До девятнадцати лет я не слышала ничего обиднее тех слов и более жгучей боли не испытывала по сей день. Впрочем, папу нельзя назвать жестоким. Конечно, он не отличался особой деликатностью, да и сверхчувствительность девочки-подростка, обеспокоенной изменением своей фигуры и внешности, еще не стала у родителей притчей во языцех, как сейчас. Причиной же того ошеломляющего приветствия, скорее всего, было то, что мой вид застиг отца врасплох. Однако такого приема я не ожидала. У меня испортилось настроение, я расстроилась, обозлилась и почувствовала себя беспомощной. Тогда я даже не до конца понимала, насколько потрясена.

По дороге домой в Восточную Францию мы задержались на несколько дней в Париже, чтобы показать Город огней моей подруге из Уэстона, но из-за моей постоянной раздражительности всем хотелось снова тронуться в путь. Я испортила спутникам впечатление от Парижа, ибо была невыносима.

Последующие месяцы я чувствовала себя несчастной и неприкаянной. Мне никого не хотелось видеть, но все мечтали пообщаться с l’Americaine[15]. Мама сразу же поняла, как и почему я растолстела и что творится у меня на душе. Она держалась со мной деликатно, избегая щекотливой темы. К тому же вскоре я дала еще больший повод для беспокойства.

Посмотрев немного на мир, я утратила желание поступать в местный университет. Теперь мне хотелось учить языки в Грандз-эколь[16] (аналог американской Лиги Плюща) в Париже и, кроме того, параллельно изучать литературу в Сорбонне. Намерения мои казались необычными, тем более что были связаны с безумными нагрузками.
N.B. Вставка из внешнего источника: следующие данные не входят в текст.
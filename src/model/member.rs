use rustc_hash::FxHashMap;
use serde_json::Value;

use crate::record::{MetaRecord, ParamRecord};

use super::container::ContainerId;
use super::{ANY_ARG_NAME, OBJECT_TYPE};

/// Unique identifier for a member in the arena.
/// Uses u32 for compact storage.
#[derive(Debug, Clone, Copy, PartialEq, Eq, Hash)]
pub struct MemberId(pub u32);

impl MemberId {
    /// Create a new MemberId from an index
    pub fn new(index: usize) -> Self {
        Self(index as u32)
    }

    /// Get the index into the arena
    pub fn index(self) -> usize {
        self.0 as usize
    }
}

/// Reference to anything addressable as a member: a plain member, or a
/// container playing the member role in its parent's map.
#[derive(Debug, Clone, Copy, PartialEq, Eq, Hash)]
pub enum SymbolRef {
    Container(ContainerId),
    Member(MemberId),
}

/// Source-navigation metadata carried by every documented element.
///
/// `offset` is `-1` when the input provided no byte range, signaling
/// line-only navigation.
#[derive(Debug, Clone, PartialEq)]
pub struct SourceMeta {
    pub path: String,
    pub filename: String,
    pub line: u32,
    pub offset: i64,
}

impl Default for SourceMeta {
    fn default() -> Self {
        Self {
            path: String::new(),
            filename: String::new(),
            line: 0,
            offset: -1,
        }
    }
}

impl SourceMeta {
    /// Build from the raw `meta` record. Backslashes are normalized to
    /// forward slashes so marker stripping works on any platform's dump.
    pub fn from_record(meta: Option<&MetaRecord>) -> Self {
        let Some(meta) = meta else {
            return Self::default();
        };
        Self {
            path: meta.path.as_deref().unwrap_or("").replace('\\', "/"),
            filename: meta.filename.clone().unwrap_or_default(),
            line: meta.lineno.unwrap_or(0),
            offset: meta
                .range
                .as_ref()
                .and_then(|r| r.first().copied())
                .unwrap_or(-1),
        }
    }
}

/// A parsed parameter description attached to a method or to a type's
/// constructor.
#[derive(Debug, Clone, PartialEq)]
pub struct Argument {
    pub name: String,
    pub types: Vec<String>,
    pub optional: bool,
    pub default_value: Option<Value>,
    pub help: String,
}

impl Argument {
    /// Build from a raw parameter record, applying the `_any` / `Object`
    /// sentinels for missing names and types.
    pub fn from_param(param: &ParamRecord) -> Self {
        let types = match &param.type_info {
            Some(info) => info.names.clone(),
            None => vec![OBJECT_TYPE.to_string()],
        };
        Self {
            name: param
                .name
                .clone()
                .unwrap_or_else(|| ANY_ARG_NAME.to_string()),
            types,
            optional: param.optional.unwrap_or(false),
            default_value: param.defaultvalue.clone(),
            help: param.description.clone().unwrap_or_default(),
        }
    }
}

/// Parse a raw `params` array into arguments. Absent array yields an empty
/// list.
pub(crate) fn parse_args(params: Option<&[ParamRecord]>) -> Vec<Argument> {
    params
        .unwrap_or(&[])
        .iter()
        .map(Argument::from_param)
        .collect()
}

/// A named, typed unit of documentation owned by exactly one container.
#[derive(Debug, Clone, PartialEq)]
pub enum Member {
    Constant {
        name: String,
        help: String,
        types: Vec<String>,
        is_static: bool,
        default_value: Option<Value>,
        owner: Option<ContainerId>,
        meta: SourceMeta,
    },
    Property {
        name: String,
        help: String,
        types: Vec<String>,
        is_static: bool,
        default_value: Option<Value>,
        read_only: bool,
        owner: Option<ContainerId>,
        meta: SourceMeta,
    },
    Method {
        name: String,
        help: String,
        is_static: bool,
        /// Declared order, as listed in the source record.
        args: Vec<Argument>,
        /// Name-keyed view over `args`; duplicate names collapse to one
        /// entry, last write wins within a single method.
        args_by_name: FxHashMap<String, usize>,
        /// May hold a free-text fallback when the source lacks structured
        /// return type data. Empty when the record had no `returns`.
        return_types: Vec<String>,
        return_help: String,
        owner: Option<ContainerId>,
        meta: SourceMeta,
    },
}

impl Member {
    /// Returns the short name of this member
    pub fn name(&self) -> &str {
        match self {
            Member::Constant { name, .. }
            | Member::Property { name, .. }
            | Member::Method { name, .. } => name,
        }
    }

    /// Returns the help text of this member
    pub fn help(&self) -> &str {
        match self {
            Member::Constant { help, .. }
            | Member::Property { help, .. }
            | Member::Method { help, .. } => help,
        }
    }

    /// Declared type names; for methods this is the return type list.
    pub fn types(&self) -> &[String] {
        match self {
            Member::Constant { types, .. } | Member::Property { types, .. } => types,
            Member::Method { return_types, .. } => return_types,
        }
    }

    pub fn is_static(&self) -> bool {
        match self {
            Member::Constant { is_static, .. }
            | Member::Property { is_static, .. }
            | Member::Method { is_static, .. } => *is_static,
        }
    }

    /// Back-reference to the declaring container, when one was resolved.
    pub fn owner(&self) -> Option<ContainerId> {
        match self {
            Member::Constant { owner, .. }
            | Member::Property { owner, .. }
            | Member::Method { owner, .. } => *owner,
        }
    }

    pub fn meta(&self) -> &SourceMeta {
        match self {
            Member::Constant { meta, .. }
            | Member::Property { meta, .. }
            | Member::Method { meta, .. } => meta,
        }
    }

    pub fn default_value(&self) -> Option<&Value> {
        match self {
            Member::Constant { default_value, .. } | Member::Property { default_value, .. } => {
                default_value.as_ref()
            }
            Member::Method { .. } => None,
        }
    }

    /// Ordered argument list; empty for non-methods.
    pub fn args(&self) -> &[Argument] {
        match self {
            Member::Method { args, .. } => args,
            _ => &[],
        }
    }

    /// Look up a method argument by name (last write wins on duplicates).
    pub fn arg_by_name(&self, name: &str) -> Option<&Argument> {
        match self {
            Member::Method {
                args, args_by_name, ..
            } => args_by_name.get(name).and_then(|&i| args.get(i)),
            _ => None,
        }
    }

    pub fn is_constant(&self) -> bool {
        matches!(self, Member::Constant { .. })
    }

    pub fn is_property(&self) -> bool {
        matches!(self, Member::Property { .. })
    }

    pub fn is_method(&self) -> bool {
        matches!(self, Member::Method { .. })
    }
}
Затея с Парижем не вдохновила родителей: если бы у меня получилось (во что верилось с трудом, поскольку о столичном конкурсе ходили легенды), мое проживание в трех с половиной часах езды от дома стоило бы им немалых эмоциональных и финансовых затрат. Мне пришлось уговаривать папу и маму, и отчасти благодаря моей настойчивости, а отчасти из-за моих расшатанных нервов родители в конце концов разрешили мне поехать в Париж и сдать труднейший вступительный экзамен. Сдав его, я в конце сентября перебралась в столицу. Папа и мама всегда хотели для меня самого лучшего.

Ко Дню Всех Святых (1 ноября) я поправилась еще на пять фунтов и еще пять фунтов прибавила к Рождеству. При росте пять футов и три дюйма мой вес превышал любые нормы, к тому же на меня ничего не налезало, даже летняя рубаха моей американской мамы. Я заказала две блузы из фланели – такого же фасона, но более просторные, надеясь, что они скроют мою тучность. Я торопила портниху и ненавидела себя. Обидное высказывание, случайно вырвавшееся у папы в Гавре, с каждым днем получало подтверждение. В те беспросветные дни я плакала до тех пор, пока не засыпала, и как огня избегала зеркал. Возможно, с девятнадцатилетними девушками подобное случается, но ни одна из моих французских подружек с таким не сталкивалась.

Потом произошло нечто вроде святочного чуда. Вернее, благодаря стараниям матушки вдруг явился Доктор Чудо. Во время многодневных праздников мама попросила семейного врача доктора Мейера зайти к нам. Сделала она это крайне осторожно, чтобы не огорчить меня еще больше. Доктор Мейер, наблюдавший меня в детстве, был добрейшим человеком на свете. Он заверил меня, что вернуться в прежнюю форму довольно легко, надо лишь освоить несколько «старых французских трюков». И пообещал, что к Пасхе я стану почти такой же, как прежде, а к концу учебного года, в июне, наверняка влезу в свой старый купальник. Предполагалось держать все под секретом, как в сказке. («Не стоит никого утомлять подробностями нашего плана», – сказал доктор.) Лишним килограммам предстояло исчезнуть быстрее, чем они появились. Я ахнула от восторга. Конечно же мне хотелось довериться доктору Мейеру, и, слава богу, тогда я не имела особого выбора.